◆ **TASK ITEM**
Please reproduce the entries in full. Keep every character the same.

((

//! Statistical utilities for the formscope project.
//!
//! This crate provides the small set of robust statistics the formation
//! analysis relies on:
//!
//! - **Descriptive statistics**: mean, median, variance, standard deviation
//! - **Median**: midpoint-averaged median used to aggregate displacement samples
//! - **Percentiles**: nearest-rank percentile lookup for summaries
//!
//! # Modules
//!
//! - [`descriptive`]: Descriptive statistics and the median helpers
//! - [`percentiles`]: Nearest-rank percentiles over a sorted sample
//!
//! # Examples
//!
//! ## Computing descriptive statistics
//!
//! ```
//! use formscope_stats::descriptive::DescriptiveStats;
//!
//! let values = [1.0, 2.0, 3.0, 4.0, 5.0];
//! let stats = DescriptiveStats::new(values).unwrap();
//! assert_eq!(stats.mean, 3.0);
//! ```
//!
//! ## Taking a median
//!
//! ```
//! use formscope_stats::descriptive::median;
//!
//! assert_eq!(median([0.5, -1.5, 2.0, 3.0]), Some(1.25));
//! ```
//!
//! ## Computing percentiles
//!
//! ```
//! use formscope_stats::percentiles::Percentiles;
//!
//! let percentiles = Percentiles::new([1.0, 2.0, 3.0, 4.0, 5.0]).unwrap();
//! assert_eq!(percentiles.at(50.0), 3.0);
//! ```

pub mod descriptive;
pub mod percentiles;
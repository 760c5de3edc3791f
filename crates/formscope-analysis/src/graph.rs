//! Complete relative-position graphs over a [`Roster`].

use formscope_tracking::Vec2;

use crate::roster::Roster;

/// Vector and distance from one player to another.
#[derive(Debug, Default, Clone, Copy, PartialEq)]
pub struct Displacement {
    pub offset: Vec2,
    pub distance: f64,
}

impl Displacement {
    #[must_use]
    pub fn new(offset: Vec2) -> Self {
        Self {
            offset,
            distance: offset.length(),
        }
    }
}

/// Dense `n x n` table of displacements addressed by roster index.
///
/// Row `i` holds the displacements from player `i` to every player. The
/// diagonal is kept as a zero entry but never reported as a neighbour.
#[derive(Debug, Clone, PartialEq)]
pub struct DisplacementTable {
    size: usize,
    cells: Vec<Displacement>,
}

impl DisplacementTable {
    /// Fills the table from a function of `(from, to)` indices.
    ///
    /// `offset` is only called for `from != to`.
    pub fn from_fn<F>(size: usize, mut offset: F) -> Self
    where
        F: FnMut(usize, usize) -> Vec2,
    {
        let mut cells = Vec::with_capacity(size * size);
        for from in 0..size {
            for to in 0..size {
                let cell = if from == to {
                    Displacement::default()
                } else {
                    Displacement::new(offset(from, to))
                };
                cells.push(cell);
            }
        }
        Self { size, cells }
    }

    #[must_use]
    pub fn size(&self) -> usize {
        self.size
    }

    #[must_use]
    pub fn get(&self, from: usize, to: usize) -> Displacement {
        self.cells[from * self.size + to]
    }

    #[must_use]
    pub fn row(&self, from: usize) -> &[Displacement] {
        &self.cells[from * self.size..(from + 1) * self.size]
    }
}

/// One player of a graph, together with its neighbour set.
#[derive(Debug, Clone, Copy)]
pub struct Node<'a> {
    roster: &'a Roster,
    index: usize,
    position: Vec2,
    row: &'a [Displacement],
}

impl<'a> Node<'a> {
    pub(crate) fn new(
        roster: &'a Roster,
        table: &'a DisplacementTable,
        index: usize,
        position: Vec2,
    ) -> Self {
        Self {
            roster,
            index,
            position,
            row: table.row(index),
        }
    }

    #[must_use]
    pub fn number(&self) -> u32 {
        self.roster.number_at(self.index)
    }

    /// Position relative to the graph's center of mass.
    #[must_use]
    pub fn position(&self) -> Vec2 {
        self.position
    }

    /// Displacement to the player wearing `number`.
    ///
    /// `None` for the node itself and for numbers not on the roster.
    #[must_use]
    pub fn neighbour(&self, number: u32) -> Option<Displacement> {
        let to = self.roster.index_of(number)?;
        (to != self.index).then(|| self.row[to])
    }

    /// Every other player with the displacement to it, by jersey number.
    pub fn neighbours(&self) -> impl Iterator<Item = (u32, Displacement)> + 'a {
        let index = self.index;
        let roster = self.roster;
        self.row
            .iter()
            .enumerate()
            .filter(move |(to, _)| *to != index)
            .map(move |(to, d)| (roster.number_at(to), *d))
    }

    /// Distances to every other player, nearest first.
    #[must_use]
    pub fn sorted_distances(&self) -> Vec<f64> {
        let mut distances = self.neighbours().map(|(_, d)| d.distance).collect::<Vec<_>>();
        distances.sort_by(f64::total_cmp);
        distances
    }
}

))

◆ **RESULT FOR THIS TASK**
//! Statistical utilities for the formscope project.
//!
//! This crate provides the small set of robust statistics the formation
//! analysis relies on:
//!
//! - **Descriptive statistics**: mean, median, variance, standard deviation
//! - **Median**: midpoint-averaged median used to aggregate displacement samples
//! - **Percentiles**: nearest-rank percentile lookup for summaries
//!
//! # Modules
//!
//! - [`descriptive`]: Descriptive statistics and the median helpers
//! - [`percentiles`]: Nearest-rank percentiles over a sorted sample
//!
//! # Examples
//!
//! ## Computing descriptive statistics
//!
//! ```
//! use formscope_stats::descriptive::DescriptiveStats;
//!
//! let values = [1.0, 2.0, 3.0, 4.0, 5.0];
//! let stats = DescriptiveStats::new(values).unwrap();
//! assert_eq!(stats.mean, 3.0);
//! ```
//!
//! ## Taking a median
//!
//! ```
//! use formscope_stats::descriptive::median;
//!
//! assert_eq!(median([0.5, -1.5, 2.0, 3.0]), Some(1.25));
//! ```
//!
//! ## Computing percentiles
//!
//! ```
//! use formscope_stats::percentiles::Percentiles;
//!
//! let percentiles = Percentiles::new([1.0, 2.0, 3.0, 4.0, 5.0]).unwrap();
//! assert_eq!(percentiles.at(50.0), 3.0);
//! ```

pub mod descriptive;
pub mod percentiles;
repository 760c5de3edc3791f
filename crates/formscope-analysis/src/graph.rs
//! Complete relative-position graphs over a [`Roster`].

use formscope_tracking::Vec2;

use crate::roster::Roster;

/// Vector and distance from one player to another.
#[derive(Debug, Default, Clone, Copy, PartialEq)]
pub struct Displacement {
    pub offset: Vec2,
    pub distance: f64,
}

impl Displacement {
    #[must_use]
    pub fn new(offset: Vec2) -> Self {
        Self {
            offset,
            distance: offset.length(),
        }
    }
}

/// Dense `n x n` table of displacements addressed by roster index.
///
/// Row `i` holds the displacements from player `i` to every player. The
/// diagonal is kept as a zero entry but never reported as a neighbour.
#[derive(Debug, Clone, PartialEq)]
pub struct DisplacementTable {
    size: usize,
    cells: Vec<Displacement>,
}

impl DisplacementTable {
    /// Fills the table from a function of `(from, to)` indices.
    ///
    /// `offset` is only called for `from != to`.
    pub fn from_fn<F>(size: usize, mut offset: F) -> Self
    where
        F: FnMut(usize, usize) -> Vec2,
    {
        let mut cells = Vec::with_capacity(size * size);
        for from in 0..size {
            for to in 0..size {
                let cell = if from == to {
                    Displacement::default()
                } else {
                    Displacement::new(offset(from, to))
                };
                cells.push(cell);
            }
        }
        Self { size, cells }
    }

    #[must_use]
    pub fn size(&self) -> usize {
        self.size
    }

    #[must_use]
    pub fn get(&self, from: usize, to: usize) -> Displacement {
        self.cells[from * self.size + to]
    }

    #[must_use]
    pub fn row(&self, from: usize) -> &[Displacement] {
        &self.cells[from * self.size..(from + 1) * self.size]
    }
}

/// One player of a graph, together with its neighbour set.
#[derive(Debug, Clone, Copy)]
pub struct Node<'a> {
    roster: &'a Roster,
    index: usize,
    position: Vec2,
    row: &'a [Displacement],
}

impl<'a> Node<'a> {
    pub(crate) fn new(
        roster: &'a Roster,
        table: &'a DisplacementTable,
        index: usize,
        position: Vec2,
    ) -> Self {
        Self {
            roster,
            index,
            position,
            row: table.row(index),
        }
    }

    #[must_use]
    pub fn number(&self) -> u32 {
        self.roster.number_at(self.index)
    }

    /// Position relative to the graph's center of mass.
    #[must_use]
    pub fn position(&self) -> Vec2 {
        self.position
    }

    /// Displacement to the player wearing `number`.
    ///
    /// `None` for the node itself and for numbers not on the roster.
    #[must_use]
    pub fn neighbour(&self, number: u32) -> Option<Displacement> {
        let to = self.roster.index_of(number)?;
        (to != self.index).then(|| self.row[to])
    }

    /// Every other player with the displacement to it, by jersey number.
    pub fn neighbours(&self) -> impl Iterator<Item = (u32, Displacement)> + 'a {
        let index = self.index;
        let roster = self.roster;
        self.row
            .iter()
            .enumerate()
            .filter(move |(to, _)| *to != index)
            .map(move |(to, d)| (roster.number_at(to), *d))
    }

    /// Distances to every other player, nearest first.
    #[must_use]
    pub fn sorted_distances(&self) -> Vec<f64> {
        let mut distances = self.neighbours().map(|(_, d)| d.distance).collect::<Vec<_>>();
        distances.sort_by(f64::total_cmp);
        distances
    }
}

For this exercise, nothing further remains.